→ **Aim of the task**
Check each line of the material below, and copy it if it holds the string "WhisperSpeechEngine".
---
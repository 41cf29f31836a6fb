//! LinguaTutor generation service
//!
//! Serves sampling-based text generation from a locally loaded GGUF model.

use std::sync::Arc;

use ai_generation::{GeneratorConfig, LlamaGenerator, TextGeneration};
use presentation_http::{GenerationState, routes, server};
use tokio::net::TcpListener;
use tower_http::{
    cors::{Any, CorsLayer},
    trace::TraceLayer,
};
use tracing::info;

#[tokio::main]
async fn main() -> anyhow::Result<()> {
    server::init_tracing("linguatutor_generation=debug,tower_http=debug");

    let config = GeneratorConfig::from_env();
    info!(model_path = %config.model_path, "Loading generation model");

    let generator = LlamaGenerator::load(config)
        .map_err(|e| anyhow::anyhow!("Failed to load generation model: {e}"))?;
    let generator: Arc<dyn TextGeneration> = Arc::new(generator);

    info!("Generation model ready");

    let state = GenerationState { generator };

    let app = routes::generation_router(state)
        .layer(TraceLayer::new_for_http())
        .layer(
            CorsLayer::new()
                .allow_origin(Any)
                .allow_methods(Any)
                .allow_headers(Any),
        );

    let addr = server::bind_address(8001);
    let listener = TcpListener::bind(&addr).await?;

    info!("Generation service listening on http://{addr}");

    axum::serve(listener, app)
        .with_graceful_shutdown(server::shutdown_signal())
        .await?;

    info!("Generation service shutdown complete");
    Ok(())
}
//! Whisper speech engine implementation

use std::path::Path;

use tracing::{debug, instrument};
use whisper_rs::{FullParams, SamplingStrategy, WhisperContext, WhisperContextParameters};

use domain::{TranscriptionResult, TranscriptionSegment};

use crate::audio::MODEL_SAMPLE_RATE;
use crate::config::SpeechConfig;
use crate::error::SpeechError;
use crate::ports::SpeechToText;

/// Window used for language detection: the first 30 s at the model rate.
const LANGUAGE_DETECTION_SAMPLES: usize = 30 * MODEL_SAMPLE_RATE as usize;

/// Speech-to-text engine backed by a whisper.cpp model.
///
/// The model weights are loaded once and are read-only afterwards; every
/// call creates its own `WhisperState`, so the engine can be shared across
/// threads without locking.
pub struct WhisperSpeechEngine {
    ctx: WhisperContext,
    config: SpeechConfig,
}

impl std::fmt::Debug for WhisperSpeechEngine {
    fn fmt(&self, f: &mut std::fmt::Formatter<'_>) -> std::fmt::Result {
        f.debug_struct("WhisperSpeechEngine")
            .field("model_path", &self.config.model_path)
            .field("language", &self.config.language)
            .finish_non_exhaustive()
    }
}

impl WhisperSpeechEngine {
    /// Load a GGML model from the configured path.
    #[instrument(skip(config), fields(model_path = %config.model_path))]
    pub fn load(config: SpeechConfig) -> Result<Self, SpeechError> {
        let path = Path::new(&config.model_path);
        if !path.exists() {
            return Err(SpeechError::ModelNotFound(config.model_path.clone()));
        }

        let path_str = path.to_str().ok_or_else(|| {
            SpeechError::ModelNotFound(format!(
                "model path contains non-UTF-8 characters: {}",
                path.display()
            ))
        })?;

        let ctx = WhisperContext::new_with_params(path_str, WhisperContextParameters::default())
            .map_err(|e| SpeechError::ContextInit(e.to_string()))?;

        Ok(Self { ctx, config })
    }

    fn full_params(&self) -> FullParams<'_, '_> {
        let mut fp = FullParams::new(SamplingStrategy::Greedy { best_of: 1 });

        let lang: Option<&str> = if self.config.language == "auto" {
            None
        } else {
            Some(self.config.language.as_str())
        };
        fp.set_language(lang);
        fp.set_n_threads(self.config.n_threads);
        fp.set_print_progress(false);
        fp.set_print_realtime(false);

        fp
    }

    /// Run a full inference pass and return the finished state.
    fn run(&self, audio: &[f32]) -> Result<whisper_rs::WhisperState, SpeechError> {
        let mut state = self
            .ctx
            .create_state()
            .map_err(|e| SpeechError::ContextInit(e.to_string()))?;

        state
            .full(self.full_params(), audio)
            .map_err(|e| SpeechError::Transcription(e.to_string()))?;

        Ok(state)
    }
}

impl SpeechToText for WhisperSpeechEngine {
    fn transcribe(&self, samples: &[f32]) -> Result<TranscriptionResult, SpeechError> {
        let state = self.run(samples)?;

        let n_segments = state
            .full_n_segments()
            .map_err(|e| SpeechError::Transcription(e.to_string()))?;

        let mut text = String::new();
        let mut segments = Vec::with_capacity(usize::try_from(n_segments).unwrap_or(0));

        for i in 0..n_segments {
            let seg_text = state
                .full_get_segment_text(i)
                .map_err(|e| SpeechError::Transcription(format!("segment {i}: {e}")))?;

            // Timestamps are centiseconds
            #[allow(clippy::cast_precision_loss)]
            let start = state.full_get_segment_t0(i).unwrap_or(0).max(0) as f32 / 100.0;
            #[allow(clippy::cast_precision_loss)]
            let end = state.full_get_segment_t1(i).unwrap_or(0).max(0) as f32 / 100.0;

            let confidence = segment_confidence(&state, i)?;

            text.push_str(&seg_text);
            segments.push(TranscriptionSegment {
                text: seg_text,
                start,
                end,
                confidence,
            });
        }

        let language = detected_language(&state);

        debug!(
            segments = segments.len(),
            language = %language,
            "Transcription completed"
        );

        Ok(TranscriptionResult::from_segments(
            text.trim(),
            language,
            segments,
        ))
    }

    fn detect_language(&self, samples: &[f32]) -> Result<String, SpeechError> {
        let window = &samples[..samples.len().min(LANGUAGE_DETECTION_SAMPLES)];
        let state = self.run(window)?;
        Ok(detected_language(&state))
    }
}

/// Mean token probability of a segment; 1.0 for a token-less segment.
fn segment_confidence(
    state: &whisper_rs::WhisperState,
    segment: i32,
) -> Result<f32, SpeechError> {
    let n_tokens = state
        .full_n_tokens(segment)
        .map_err(|e| SpeechError::Transcription(e.to_string()))?;

    if n_tokens == 0 {
        return Ok(1.0);
    }

    let mut sum = 0.0_f32;
    for j in 0..n_tokens {
        sum += state
            .full_get_token_prob(segment, j)
            .map_err(|e| SpeechError::Transcription(e.to_string()))?;
    }

    #[allow(clippy::cast_precision_loss)]
    Ok(sum / n_tokens as f32)
}

/// Language tag of a finished inference pass.
fn detected_language(state: &whisper_rs::WhisperState) -> String {
    state
        .full_lang_id_from_state()
        .ok()
        .and_then(whisper_rs::get_lang_str)
        .unwrap_or("unknown")
        .to_string()
}
//! AI Core - upstream chat-completion client
//!
//! Provides the abstraction over the externally configured chat-completion
//! server (LM Studio by default), which exposes an OpenAI-compatible API.

pub mod config;
pub mod error;
pub mod lmstudio;
pub mod ports;

pub use config::CompletionConfig;
pub use error::CompletionError;
pub use lmstudio::LmStudioClient;
pub use ports::{ChatCompletion, ModelEntry};
//! API error handling
//!
//! Maps service failures onto the three HTTP error kinds: generic 500 with
//! the underlying message, a distinct 500 with a fixed message when the
//! model output could not be parsed, and 400 for unsupported configuration.

use application::ApplicationError;
use axum::{
    Json,
    http::StatusCode,
    response::{IntoResponse, Response},
};
use serde::Serialize;
use thiserror::Error;
use utoipa::ToSchema;

/// API error type
#[derive(Debug, Error)]
pub enum ApiError {
    #[error("Bad request: {0}")]
    BadRequest(String),

    /// Upstream model output was not the demanded JSON shape
    #[error("Failed to parse model response")]
    MalformedModelOutput,

    /// Upstream call failed (network error or non-success status)
    #[error("Upstream error: {0}")]
    Upstream(String),

    #[error("Internal error: {0}")]
    Internal(String),
}

/// Error response body
#[derive(Debug, Serialize, ToSchema)]
pub struct ErrorResponse {
    /// Error message
    pub error: String,
    /// Error code
    pub code: String,
}

impl IntoResponse for ApiError {
    fn into_response(self) -> Response {
        let (status, code, message) = match self {
            Self::BadRequest(msg) => (StatusCode::BAD_REQUEST, "bad_request", msg),
            Self::MalformedModelOutput => (
                StatusCode::INTERNAL_SERVER_ERROR,
                "malformed_model_output",
                "Failed to parse model response".to_string(),
            ),
            Self::Upstream(msg) => (StatusCode::INTERNAL_SERVER_ERROR, "upstream_error", msg),
            Self::Internal(msg) => (StatusCode::INTERNAL_SERVER_ERROR, "internal_error", msg),
        };

        let body = ErrorResponse {
            error: message,
            code: code.to_string(),
        };

        (status, Json(body)).into_response()
    }
}

impl From<ApplicationError> for ApiError {
    fn from(err: ApplicationError) -> Self {
        match err {
            ApplicationError::Completion(e) => Self::Upstream(e.to_string()),
            ApplicationError::MalformedModelOutput => Self::MalformedModelOutput,
            ApplicationError::UnsupportedProvider(provider) => {
                Self::BadRequest(format!("Unsupported LLM provider: {provider}"))
            }
        }
    }
}

impl From<ai_generation::GenerationError> for ApiError {
    fn from(err: ai_generation::GenerationError) -> Self {
        Self::Internal(err.to_string())
    }
}

impl From<ai_speech::SpeechError> for ApiError {
    fn from(err: ai_speech::SpeechError) -> Self {
        Self::Internal(err.to_string())
    }
}
//! OpenAPI documentation for the gateway
//!
//! Serves a Swagger UI at `/docs` backed by the generated document.

use axum::Router;
use utoipa::OpenApi;
use utoipa_swagger_ui::SwaggerUi;

use crate::handlers;

/// OpenAPI documentation for the LinguaTutor gateway
#[derive(OpenApi)]
#[openapi(
    info(
        title = "LinguaTutor Gateway API",
        version = "0.2.1",
        description = "Chat and writing endpoints backed by an OpenAI-style chat-completion server",
        license(name = "MIT", url = "https://opensource.org/licenses/MIT")
    ),
    servers(
        (url = "/", description = "Local server")
    ),
    tags(
        (name = "health", description = "Liveness endpoint"),
        (name = "chat", description = "Conversational tutoring"),
        (name = "writing", description = "Writing analysis and improvement"),
        (name = "model", description = "Upstream model information")
    ),
    paths(
        handlers::health::health_check,
        handlers::chat::chat,
        handlers::writing::analyze_writing,
        handlers::writing::improve_writing,
        handlers::models::get_model_info,
    )
)]
pub struct ApiDoc;

/// Router serving the Swagger UI and the raw document
pub fn docs_router() -> Router {
    SwaggerUi::new("/docs")
        .url("/api-docs/openapi.json", ApiDoc::openapi())
        .into()
}
//! Shared plumbing for the service binaries

use tokio::signal;
use tracing::info;
use tracing_subscriber::{layer::SubscriberExt, util::SubscriberInitExt};

/// Initialize tracing with an env-filter; `default_filter` applies when
/// `RUST_LOG` is unset.
pub fn init_tracing(default_filter: &str) {
    tracing_subscriber::registry()
        .with(
            tracing_subscriber::EnvFilter::try_from_default_env()
                .unwrap_or_else(|_| default_filter.into()),
        )
        .with(tracing_subscriber::fmt::layer())
        .init();
}

/// Bind address from `HOST`/`PORT`, with a per-service default port.
pub fn bind_address(default_port: u16) -> String {
    let host = std::env::var("HOST").unwrap_or_else(|_| "0.0.0.0".to_string());
    let port = std::env::var("PORT")
        .ok()
        .and_then(|p| p.parse::<u16>().ok())
        .unwrap_or(default_port);
    format!("{host}:{port}")
}

/// Resolves when the process receives ctrl-c or SIGTERM.
pub async fn shutdown_signal() {
    let ctrl_c = async {
        if let Err(e) = signal::ctrl_c().await {
            tracing::error!(error = %e, "Failed to install ctrl-c handler");
        }
    };

    #[cfg(unix)]
    let terminate = async {
        match signal::unix::signal(signal::unix::SignalKind::terminate()) {
            Ok(mut stream) => {
                stream.recv().await;
            }
            Err(e) => tracing::error!(error = %e, "Failed to install SIGTERM handler"),
        }
    };

    #[cfg(not(unix))]
    let terminate = std::future::pending::<()>();

    tokio::select! {
        () = ctrl_c => {},
        () = terminate => {},
    }

    info!("Shutdown signal received");
}

#[cfg(test)]
mod tests {
    use super::*;

    #[test]
    fn bind_address_uses_default_port() {
        // HOST/PORT are unlikely to be set in the test environment; the
        // default port must appear either way when PORT is absent.
        let addr = bind_address(8001);
        if std::env::var("PORT").is_err() {
            assert!(addr.ends_with(":8001"));
        }
    }
}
---
→ **The completed task**
pub struct WhisperSpeechEngine {
impl std::fmt::Debug for WhisperSpeechEngine {
        f.debug_struct("WhisperSpeechEngine")
impl WhisperSpeechEngine {
impl SpeechToText for WhisperSpeechEngine {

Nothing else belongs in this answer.